//! Subcommands and their dispatch onto an [`XtchdStore`].

use std::path::{Path, PathBuf};

use anyhow::{Context as _, bail};
use base64::{Engine as _, engine::general_purpose::STANDARD};
use chrono::NaiveDate;
use clap::{Args, Subcommand, ValueEnum};
use serde::Serialize;
use xtchd_core::{
  archive::Ledgered,
  compose::DEFAULT_HEADLINES,
  entity::{
    Article, ArticlePara, ArticleRefArticle, ArticleRefImage, ArticleRefVideo,
    Author, Image, ImagePair, RefFrom, YoutubeChannel, YoutubeVideo,
  },
  fulltext::TextField,
  store::{SearchQuery, XtchdStore},
  topic::TopicMention,
};

// ─── Arguments ────────────────────────────────────────────────────────────────

#[derive(Subcommand)]
pub enum Command {
  /// Re-verify every chain. Fails if any chain is broken.
  Verify,
  /// Show the next id and prior hash of one chain.
  Head { kind: Kind },
  /// Add an author.
  Author { name: String },
  /// Add an article.
  Article {
    #[arg(long)]
    author: i32,
    title:  String,
  },
  /// Add a paragraph to the end of an article.
  Paragraph {
    #[arg(long)]
    article: i32,
    /// Markdown text; read from `--file` when omitted.
    #[arg(required_unless_present = "file")]
    md:      Option<String>,
    #[arg(long, conflicts_with = "md")]
    file:    Option<PathBuf>,
  },
  /// Add an image from a full-size and a thumbnail file.
  Image(ImageArgs),
  /// Add a YouTube channel.
  Channel { url: String, name: String },
  /// Add a YouTube video to a channel.
  Video {
    #[arg(long)]
    channel:  i32,
    vid_pk:   String,
    title:    String,
    /// Upload date, `YYYY-MM-DD`.
    #[arg(long)]
    uploaded: NaiveDate,
  },
  /// Reference another article, optionally one of its paragraphs.
  RefArticle {
    #[command(flatten)]
    from:      FromArgs,
    refs_art:  i32,
    #[arg(long)]
    refs_para: Option<i32>,
  },
  /// Reference an archived video by its YouTube id, optionally at an offset
  /// in seconds.
  RefVideo {
    #[command(flatten)]
    from:   FromArgs,
    vid_pk: String,
    #[arg(long)]
    at:     Option<i16>,
  },
  /// Reference an image.
  RefImage {
    #[command(flatten)]
    from:   FromArgs,
    img_id: i32,
  },
  /// Set or replace the cover image of an article.
  Cover {
    art_id: i32,
    #[command(flatten)]
    image:  ImageArgs,
  },
  /// Record that a paragraph mentions a topic.
  Topic { apara_id: i32, key: String },
  /// List topics, most mentioned first.
  Topics,
  /// Print a composed view.
  Show {
    #[command(subcommand)]
    view: View,
  },
  /// Latest articles, newest first.
  Headlines {
    #[arg(long, default_value_t = DEFAULT_HEADLINES)]
    limit: usize,
  },
  /// Full-text search over one field. Every term must match.
  Search {
    field: TextField,
    #[arg(required = true, num_args = 1..)]
    terms: Vec<String>,
    #[arg(long)]
    limit: Option<usize>,
  },
  /// Complete the last word of a partial query, shortest labels first.
  Complete {
    field: TextField,
    #[arg(required = true, num_args = 1..)]
    terms: Vec<String>,
    #[arg(long)]
    limit: Option<usize>,
  },
  /// Remove the newest row of a chain if nothing references it.
  RemoveTail { kind: Kind, id: i32 },
}

#[derive(Subcommand)]
pub enum View {
  Author { id: i32 },
  /// Article with paragraphs, references, topics and inbound links.
  Article { id: i32 },
  /// Plain article text.
  Text { id: i32 },
  Paragraph { art_id: i32, apara_id: i32 },
  /// References keyed by paragraph id, `-1` for the whole article.
  Refs { id: i32 },
  Image { id: i32 },
  Video { id: i32 },
}

#[derive(Clone, Copy, ValueEnum)]
pub enum Kind {
  Author,
  Article,
  Paragraph,
  Image,
  Channel,
  Video,
  RefArticle,
  RefVideo,
  RefImage,
}

#[derive(Args)]
pub struct FromArgs {
  /// Referencing article.
  #[arg(long = "from")]
  art_id:   i32,
  /// Anchor paragraph; whole article when omitted.
  #[arg(long)]
  para:     Option<i32>,
  /// Why the reference exists. Must not be blank.
  #[arg(long)]
  comment:  String,
}

impl From<FromArgs> for RefFrom {
  fn from(args: FromArgs) -> Self {
    RefFrom { art_id: args.art_id, apara_id: args.para, comment: args.comment }
  }
}

#[derive(Args)]
pub struct ImageArgs {
  #[arg(long)]
  full:    PathBuf,
  #[arg(long)]
  thumb:   PathBuf,
  #[arg(long)]
  alt:     String,
  /// Page the image was taken from.
  #[arg(long)]
  url:     Option<String>,
  /// archive.is key of that page.
  #[arg(long)]
  archive: Option<String>,
}

impl ImageArgs {
  fn into_pair(self) -> anyhow::Result<ImagePair> {
    Ok(ImagePair {
      src_full: data_uri(&self.full)?,
      src_thmb: data_uri(&self.thumb)?,
      alt:      self.alt,
      url:      self.url,
      archive:  self.archive,
    })
  }
}

// ─── Dispatch ─────────────────────────────────────────────────────────────────

pub async fn run<S: XtchdStore>(store: &S, command: Command) -> anyhow::Result<()> {
  match command {
    Command::Verify => {
      let reports = store.verify().await?;
      print(&reports)?;
      let broken = reports.iter().filter(|r| !r.is_valid()).count();
      if broken > 0 {
        bail!("{broken} chain(s) failed verification");
      }
      Ok(())
    }
    Command::Head { kind } => print(&head(store, kind).await?),
    Command::Author { name } => print(&store.add_author(name).await?),
    Command::Article { author, title } => print(&store.add_article(author, title).await?),
    Command::Paragraph { article, md, file } => {
      let md = match (md, file) {
        (Some(md), _) => md,
        (None, Some(path)) => std::fs::read_to_string(&path)
          .with_context(|| format!("reading {}", path.display()))?,
        (None, None) => bail!("either a paragraph or --file is required"),
      };
      print(&store.add_paragraph(article, md).await?)
    }
    Command::Image(args) => print(&store.add_image(args.into_pair()?).await?),
    Command::Channel { url, name } => print(&store.add_youtube_channel(url, name).await?),
    Command::Video { channel, vid_pk, title, uploaded } => {
      print(&store.add_youtube_video(channel, vid_pk, title, uploaded).await?)
    }
    Command::RefArticle { from, refs_art, refs_para } => {
      print(&store.add_article_ref_article(from.into(), refs_art, refs_para).await?)
    }
    Command::RefVideo { from, vid_pk, at } => {
      print(&store.add_article_ref_video(from.into(), vid_pk, at).await?)
    }
    Command::RefImage { from, img_id } => {
      print(&store.add_article_ref_image(from.into(), img_id).await?)
    }
    Command::Cover { art_id, image } => {
      print(&store.set_article_cover(art_id, image.into_pair()?).await?)
    }
    Command::Topic { apara_id, key } => {
      let mention = TopicMention { apara_id, topic_key: key };
      print(&store.record_topic_mention(mention).await?)
    }
    Command::Topics => print(&store.topics().await?),
    Command::Show { view } => show(store, view).await,
    Command::Headlines { limit } => print(&store.latest_headlines(limit).await?),
    Command::Search { field, terms, limit } => {
      let query = SearchQuery { field, text: terms.join(" "), limit };
      print(&store.search(&query).await?)
    }
    Command::Complete { field, terms, limit } => {
      let query = SearchQuery { field, text: terms.join(" "), limit };
      print(&store.autocomplete(&query).await?)
    }
    Command::RemoveTail { kind, id } => remove_tail(store, kind, id).await,
  }
}

async fn show<S: XtchdStore>(store: &S, view: View) -> anyhow::Result<()> {
  match view {
    View::Author { id } => print(&found(store.author_detail(id).await?, "author", id)?),
    View::Article { id } => print(&found(store.enriched_article(id).await?, "article", id)?),
    View::Text { id } => print(&found(store.article_text(id).await?, "article", id)?),
    View::Paragraph { art_id, apara_id } => {
      let para = store.enriched_paragraph(art_id, apara_id).await?;
      print(&found(para, "paragraph", apara_id)?)
    }
    View::Refs { id } => print(&found(store.combined_references(id).await?, "article", id)?),
    View::Image { id } => print(&found(store.enriched_image(id).await?, "image", id)?),
    View::Video { id } => print(&found(store.enriched_video(id).await?, "video", id)?),
  }
}

async fn head<S: XtchdStore>(
  store: &S,
  kind: Kind,
) -> anyhow::Result<xtchd_core::chain::ChainHead> {
  let head = match kind {
    Kind::Author => store.head::<Author>().await?,
    Kind::Article => store.head::<Article>().await?,
    Kind::Paragraph => store.head::<ArticlePara>().await?,
    Kind::Image => store.head::<Image>().await?,
    Kind::Channel => store.head::<YoutubeChannel>().await?,
    Kind::Video => store.head::<YoutubeVideo>().await?,
    Kind::RefArticle => store.head::<ArticleRefArticle>().await?,
    Kind::RefVideo => store.head::<ArticleRefVideo>().await?,
    Kind::RefImage => store.head::<ArticleRefImage>().await?,
  };
  Ok(head)
}

async fn remove_tail<S: XtchdStore>(store: &S, kind: Kind, id: i32) -> anyhow::Result<()> {
  async fn remove<S: XtchdStore, T: Ledgered + Serialize>(
    store: &S,
    id: i32,
  ) -> anyhow::Result<()> {
    print(&store.remove_tail::<T>(id).await?)
  }

  match kind {
    Kind::Author => remove::<S, Author>(store, id).await,
    Kind::Article => remove::<S, Article>(store, id).await,
    Kind::Paragraph => remove::<S, ArticlePara>(store, id).await,
    Kind::Image => remove::<S, Image>(store, id).await,
    Kind::Channel => remove::<S, YoutubeChannel>(store, id).await,
    Kind::Video => remove::<S, YoutubeVideo>(store, id).await,
    Kind::RefArticle => remove::<S, ArticleRefArticle>(store, id).await,
    Kind::RefVideo => remove::<S, ArticleRefVideo>(store, id).await,
    Kind::RefImage => remove::<S, ArticleRefImage>(store, id).await,
  }
}

// ─── Helpers ──────────────────────────────────────────────────────────────────

fn print<T: Serialize + ?Sized>(value: &T) -> anyhow::Result<()> {
  println!("{}", serde_json::to_string_pretty(value)?);
  Ok(())
}

fn found<T>(value: Option<T>, what: &str, id: i32) -> anyhow::Result<T> {
  value.with_context(|| format!("no {what} with id {id}"))
}

/// Read `path` into a `data:` URI, guessing the MIME type from the extension.
fn data_uri(path: &Path) -> anyhow::Result<String> {
  let bytes =
    std::fs::read(path).with_context(|| format!("reading {}", path.display()))?;
  Ok(format!("data:{};base64,{}", mime_for(path), STANDARD.encode(bytes)))
}

fn mime_for(path: &Path) -> &'static str {
  let ext = path
    .extension()
    .and_then(|e| e.to_str())
    .map(str::to_ascii_lowercase)
    .unwrap_or_default();
  match ext.as_str() {
    "png" => "image/png",
    "jpg" | "jpeg" => "image/jpeg",
    "gif" => "image/gif",
    "webp" => "image/webp",
    "svg" => "image/svg+xml",
    "avif" => "image/avif",
    _ => "application/octet-stream",
  }
}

------------

_Brief_: In the records above, find every line that contains the word "format" and copy it.

_Your solution_:
          .with_context(|| format!("reading {}", path.display()))?,
  value.with_context(|| format!("no {what} with id {id}"))
    std::fs::read(path).with_context(|| format!("reading {}", path.display()))?;
  Ok(format!("data:{};base64,{}", mime_for(path), STANDARD.encode(bytes)))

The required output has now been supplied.